La
envidia es un valor de dos caras que unas veces salta ruidosamente a plaza
pública con discursos morales y reproches para unos y para otros, y que en
otras oportunidades se esconde para comportarse como un contrapunto que maneja
los hilos de la cultura de este tiempo. De esta manera es la referencia que
vive agazapada en los entresijos de la sociedad competitiva que todos tratamos
de vender como el motor último de la civilización de que disfrutamos. En esta
segunda acepción se convierte en el factor determinante de la movilidad y los
cambios sociales, y en el ideal del igualitarismo, una propuesta que todos los
grupos políticos y de pensamiento dicen defender.
Porque
se la vio como una construcción ética llena de aspectos negativos, en las
épocas antiguas siempre tuvo mal cartel. Todos los moralistas de cualquier
signo lanzaron sus dardos sin misericordia contra lo que creyeron que era un
grave inconveniente para alcanzar la virtud moral de la convivencia y un
obstáculo para desarrollar la fraternidad, el respeto, el amor al prójimo, y la
camaradería espontánea y sincera entre todos los miembros de una comunidad.
Epicuro aconsejaba que no hay que envidiar a nadie pues los buenos no son dignos
de ello y los malvados, cuanto más prosperan, mucho más se corrompen a sí
mismos. Marco Aurelio le llama pasión vergonzosa. De Quevedo es fama aquello
que dijo que la envidia va tan flaca y amarilla porque muerde y no come, y
Unamuno asegura que este vicio es propio de sociedades rutinarias y
conservadoras.
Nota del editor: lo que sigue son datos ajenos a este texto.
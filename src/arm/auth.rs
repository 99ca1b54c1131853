//! Azure authentication
//!
//! Tokens come from one of two places: a pre-acquired bearer token in
//! `AZURE_ACCESS_TOKEN` (the `az account get-access-token` hand-off used by
//! the original pipeline), or the OAuth client-credentials grant against the
//! Microsoft identity platform when service principal variables are set.

use crate::error::{ProvisionError, Result};
use anyhow::Context;
use serde::Deserialize;
use std::sync::Arc;
use std::time::{Duration, Instant};
use tokio::sync::RwLock;

/// Scope for Azure Resource Manager API access
pub const ARM_SCOPE: &str = "https://management.azure.com/.default";

/// Default authority host; override with AZURE_AUTHORITY_HOST for sovereign clouds
const DEFAULT_AUTHORITY: &str = "https://login.microsoftonline.com";

/// Token expiry buffer - refresh tokens this much before they actually expire
/// This prevents using tokens that are about to expire during a request
const TOKEN_EXPIRY_BUFFER: Duration = Duration::from_secs(60);

/// Default token TTL if the response does not carry one (conservative: 30 minutes)
const DEFAULT_TOKEN_TTL: Duration = Duration::from_secs(30 * 60);

#[derive(Clone)]
enum TokenSource {
    /// Token supplied by the environment, used verbatim and never refreshed.
    Static(String),
    /// Service principal exchanged for tokens on demand.
    ClientCredentials {
        authority: String,
        tenant_id: String,
        client_id: String,
        client_secret: String,
    },
}

/// Azure credentials holder with token caching
#[derive(Clone)]
pub struct AzureCredentials {
    source: TokenSource,
    http: reqwest::Client,
    token_cache: Arc<RwLock<Option<CachedToken>>>,
}

#[derive(Clone)]
struct CachedToken {
    token: String,
    /// When this token expires (with buffer applied)
    expires_at: Instant,
}

impl CachedToken {
    /// Check if this cached token is still valid
    fn is_valid(&self) -> bool {
        Instant::now() < self.expires_at
    }
}

#[derive(Deserialize)]
struct TokenResponse {
    access_token: String,
    #[serde(default)]
    expires_in: Option<u64>,
}

impl AzureCredentials {
    /// Build credentials from the process environment.
    ///
    /// `AZURE_ACCESS_TOKEN` wins when present; otherwise all three of
    /// `AZURE_TENANT_ID`, `AZURE_CLIENT_ID`, and `AZURE_CLIENT_SECRET`
    /// are required.
    pub fn from_env() -> Result<Self> {
        if let Some(token) = env_nonempty("AZURE_ACCESS_TOKEN") {
            return Ok(Self::with_source(TokenSource::Static(token)));
        }

        let tenant_id =
            env_nonempty("AZURE_TENANT_ID").ok_or_else(|| missing_credential("AZURE_TENANT_ID"))?;
        let client_id =
            env_nonempty("AZURE_CLIENT_ID").ok_or_else(|| missing_credential("AZURE_CLIENT_ID"))?;
        let client_secret = env_nonempty("AZURE_CLIENT_SECRET")
            .ok_or_else(|| missing_credential("AZURE_CLIENT_SECRET"))?;
        let authority =
            env_nonempty("AZURE_AUTHORITY_HOST").unwrap_or_else(|| DEFAULT_AUTHORITY.to_string());

        Ok(Self::with_source(TokenSource::ClientCredentials {
            authority,
            tenant_id,
            client_id,
            client_secret,
        }))
    }

    /// Credentials around a fixed token. Used by tests and by callers that
    /// already hold a valid bearer token.
    pub fn with_static_token(token: &str) -> Self {
        Self::with_source(TokenSource::Static(token.to_string()))
    }

    fn with_source(source: TokenSource) -> Self {
        Self {
            source,
            http: reqwest::Client::new(),
            token_cache: Arc::new(RwLock::new(None)),
        }
    }

    /// Get an access token for API calls
    /// Checks token expiry before returning a cached token
    pub async fn get_token(&self) -> Result<String> {
        if let TokenSource::Static(token) = &self.source {
            return Ok(token.clone());
        }

        {
            let cache = self.token_cache.read().await;
            if let Some(cached) = cache.as_ref() {
                if cached.is_valid() {
                    return Ok(cached.token.clone());
                }
                tracing::debug!("Cached token expired, fetching new token");
            }
        }

        let (token, ttl) = self.fetch_token().await?;
        let expires_at = Instant::now() + ttl.saturating_sub(TOKEN_EXPIRY_BUFFER);

        {
            let mut cache = self.token_cache.write().await;
            *cache = Some(CachedToken {
                token: token.clone(),
                expires_at,
            });
        }

        tracing::debug!(
            "New token cached, expires in ~{} minutes",
            ttl.saturating_sub(TOKEN_EXPIRY_BUFFER).as_secs() / 60
        );

        Ok(token)
    }

    async fn fetch_token(&self) -> Result<(String, Duration)> {
        let TokenSource::ClientCredentials {
            authority,
            tenant_id,
            client_id,
            client_secret,
        } = &self.source
        else {
            unreachable!("static tokens are returned before fetch");
        };

        let url = format!("{}/{}/oauth2/v2.0/token", authority, tenant_id);

        let response = self
            .http
            .post(&url)
            .form(&[
                ("grant_type", "client_credentials"),
                ("client_id", client_id.as_str()),
                ("client_secret", client_secret.as_str()),
                ("scope", ARM_SCOPE),
            ])
            .send()
            .await
            .context("Failed to reach the token endpoint")?;

        let status = response.status();
        if !status.is_success() {
            return Err(ProvisionError::Api(anyhow::anyhow!(
                "Token request failed: {}. Check the service principal credentials.",
                status
            )));
        }

        let token: TokenResponse = response
            .json()
            .await
            .context("Failed to parse token response")?;

        let ttl = token
            .expires_in
            .map(Duration::from_secs)
            .unwrap_or(DEFAULT_TOKEN_TTL);

        Ok((token.access_token, ttl))
    }
}

/// Resolve the target subscription from the environment
pub fn default_subscription() -> Result<String> {
    env_nonempty("AZURE_SUBSCRIPTION_ID")
        .ok_or_else(|| ProvisionError::configuration("AZURE_SUBSCRIPTION_ID"))
}

/// Resolve the AAD tenant from the environment. Needed even with a static
/// token: Key Vault create bodies carry the tenant ID.
pub fn tenant_id() -> Result<String> {
    env_nonempty("AZURE_TENANT_ID").ok_or_else(|| ProvisionError::configuration("AZURE_TENANT_ID"))
}

fn missing_credential(key: &str) -> ProvisionError {
    ProvisionError::configuration(format!(
        "{key} (set AZURE_ACCESS_TOKEN, or the full AZURE_TENANT_ID/AZURE_CLIENT_ID/AZURE_CLIENT_SECRET trio)"
    ))
}

fn env_nonempty(key: &str) -> Option<String> {
    match std::env::var(key) {
        Ok(value) if !value.trim().is_empty() => Some(value),
        _ => None,
    }
}

#[cfg(test)]
mod tests {
    use super::*;

    #[test]
    fn static_token_is_returned_verbatim() {
        let credentials = AzureCredentials::with_static_token("ey.test.token");
        let token = tokio_test::block_on(credentials.get_token()).unwrap();
        assert_eq!(token, "ey.test.token");
    }

    #[test]
    fn cached_token_expiry_check() {
        let valid = CachedToken {
            token: "t".to_string(),
            expires_at: Instant::now() + Duration::from_secs(60),
        };
        assert!(valid.is_valid());

        let expired = CachedToken {
            token: "t".to_string(),
            expires_at: Instant::now() - Duration::from_secs(1),
        };
        assert!(!expired.is_valid());
    }
}
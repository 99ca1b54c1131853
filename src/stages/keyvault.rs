//! Key Vault stage
//!
//! Vaults are the one kind that may legitimately pre-exist under any name,
//! so this stage lists candidates in the resource group first: zero matches
//! creates a fresh vault with a generated suffix, exactly one is
//! auto-selected, and two or more demand an explicit name.

use super::StageContext;
use crate::arm::auth;
use crate::arm::client::ArmClient;
use crate::config::generate_vault_name;
use crate::error::Result;
use crate::resource::descriptor::{ResourceDescriptor, ResourceKind};
use crate::resource::outputs::ExportedOutputs;
use crate::resource::reconciler::{disambiguate, reconcile, ResourceSpec, Selection};
use serde_json::{json, Value};

const VAULT_RESOURCE_TYPE: &str = "Microsoft.KeyVault/vaults";

struct KeyVaultSpec {
    desc: ResourceDescriptor,
    tenant_id: String,
}

impl ResourceSpec for KeyVaultSpec {
    fn descriptor(&self) -> &ResourceDescriptor {
        &self.desc
    }

    fn url(&self, client: &ArmClient) -> String {
        client.keyvault_url(&self.desc.resource_group, &self.desc.name)
    }

    fn create_body(&self) -> Value {
        json!({
            "location": self.desc.location,
            "properties": {
                "tenantId": self.tenant_id,
                "sku": {"family": "A", "name": "standard"},
                "enableRbacAuthorization": true,
                "accessPolicies": []
            }
        })
    }
}

/// Required-key checks, run before the first cloud call. The tenant ID is
/// needed even with a static token: vault create bodies carry it.
pub fn preflight(_settings: &crate::config::Settings) -> Result<()> {
    auth::tenant_id()?;
    Ok(())
}

pub async fn run(ctx: &StageContext) -> Result<ExportedOutputs> {
    let tenant_id = auth::tenant_id()?;

    let list_url = ctx
        .client
        .resources_in_group_url(&ctx.resource_group, VAULT_RESOURCE_TYPE);
    let listing = ctx.client.get(&list_url).await?;

    let candidates: Vec<String> = listing
        .get("value")
        .and_then(|v| v.as_array())
        .map(|arr| {
            arr.iter()
                .filter_map(|item| item.get("name").and_then(|n| n.as_str()))
                .map(String::from)
                .collect()
        })
        .unwrap_or_default();

    tracing::info!(
        "Found {} key vault(s) in resource group '{}'",
        candidates.len(),
        ctx.resource_group
    );

    let selection = disambiguate(
        &candidates,
        ctx.settings.keyvault_name.as_deref(),
        "KEYVAULT_NAME",
        || generate_vault_name("kv-subnetcalc"),
    )?;

    let (name, details) = match selection {
        Selection::Existing(name) => {
            tracing::info!("Using existing key vault '{}'", name);
            // The listing is a thin record; fetch the full vault for its URI
            let details = ctx
                .client
                .get(&ctx.client.keyvault_url(&ctx.resource_group, &name))
                .await?;
            (name, details)
        }
        Selection::Create(name) => {
            let spec = KeyVaultSpec {
                desc: ResourceDescriptor::new(
                    ResourceKind::KeyVault,
                    &name,
                    &ctx.resource_group,
                    &ctx.location,
                ),
                tenant_id,
            };
            let outcome = reconcile(&ctx.client, &spec, &ctx.settings.poll_policy()).await?;
            (name, outcome.details().clone())
        }
    };

    let mut outputs = ExportedOutputs::new();
    outputs.push("KEYVAULT_NAME", name);
    outputs.push_from("KEYVAULT_ID", &details, "id");
    outputs.push_from("KEYVAULT_URI", &details, "properties.vaultUri");

    Ok(outputs)
}
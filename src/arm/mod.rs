//! Azure Resource Manager interaction module
//!
//! This module provides the core functionality for talking to the Azure
//! control plane: authentication, HTTP client, and resource group lookup.
//!
//! # Module Structure
//!
//! - [`auth`] - Token acquisition (static token or client-credentials grant)
//! - [`client`] - Main ARM client with per-provider URL builders
//! - [`http`] - HTTP utilities for REST API calls
//! - [`groups`] - Resource group lookup
//!
//! # Example
//!
//! ```ignore
//! use crate::arm::auth::AzureCredentials;
//! use crate::arm::client::ArmClient;
//!
//! async fn example() -> anyhow::Result<()> {
//!     let credentials = AzureCredentials::from_env()?;
//!     let client = ArmClient::new(credentials, "00000000-0000-0000-0000-000000000000")?;
//!     let vnet = client.get_optional(&client.vnet_url("rg-demo", "vnet-apim")).await?;
//!     Ok(())
//! }
//! ```

pub mod auth;
pub mod client;
pub mod groups;
pub mod http;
Se puede decir que no ha habido autor literario más o menos
enganchado en el discurso moral que no haya lanzado condenas y diatribas contra
la envidia, como producto de la falta de solidaridad o de comunión entre los
hombres.
Hoy sin
embargo los nuevos motivos que impulsan a las sociedades abiertas, propias de
la cultura occidental, han traído a la actualidad social y política una moderna
concepción de la envidia que únicamente puede entenderse desde una nueva
mentalidad. Fernández Flores había dicho, en una broma muy conocida, que los
siete pecados capitales, entre ellos este, son los motores que impulsan al
mundo, ya que una sociedad en la que ninguno de ellos existiese acabaría sumida
en la inacción y la muerte de toda iniciativa social. Pero lo que fue sólo una
parodia, hoy se entiende como algo válido que anida en el esquema de nuestros
valores. La envidia, dice Enrique Gil Calvo, es la tensión ética que enciende
la movilidad igualitaria. Por ello, actúa como el regulador de la ambición y se
convierte en un sistema de control social.
Lo que se trata de saber es, en una
sociedad abierta como la nuestra, qué tipo de valor es la competitividad, si
moral, o político, o económico o social y qué ingredientes la componen. Dentro
de ella, si la envidia es un rasgo capital de los españoles y a su vez el motor
del igualitarismo, no se entiende que en España tendamos a consumir todas las
energías en destruir al adversario y ninguna en aventajarle. Porque así ni
hacemos ni dejamos hacer, y el resultado puede acabar siendo una sociedad de
resentidos, incapaces de construir desde el estímulo.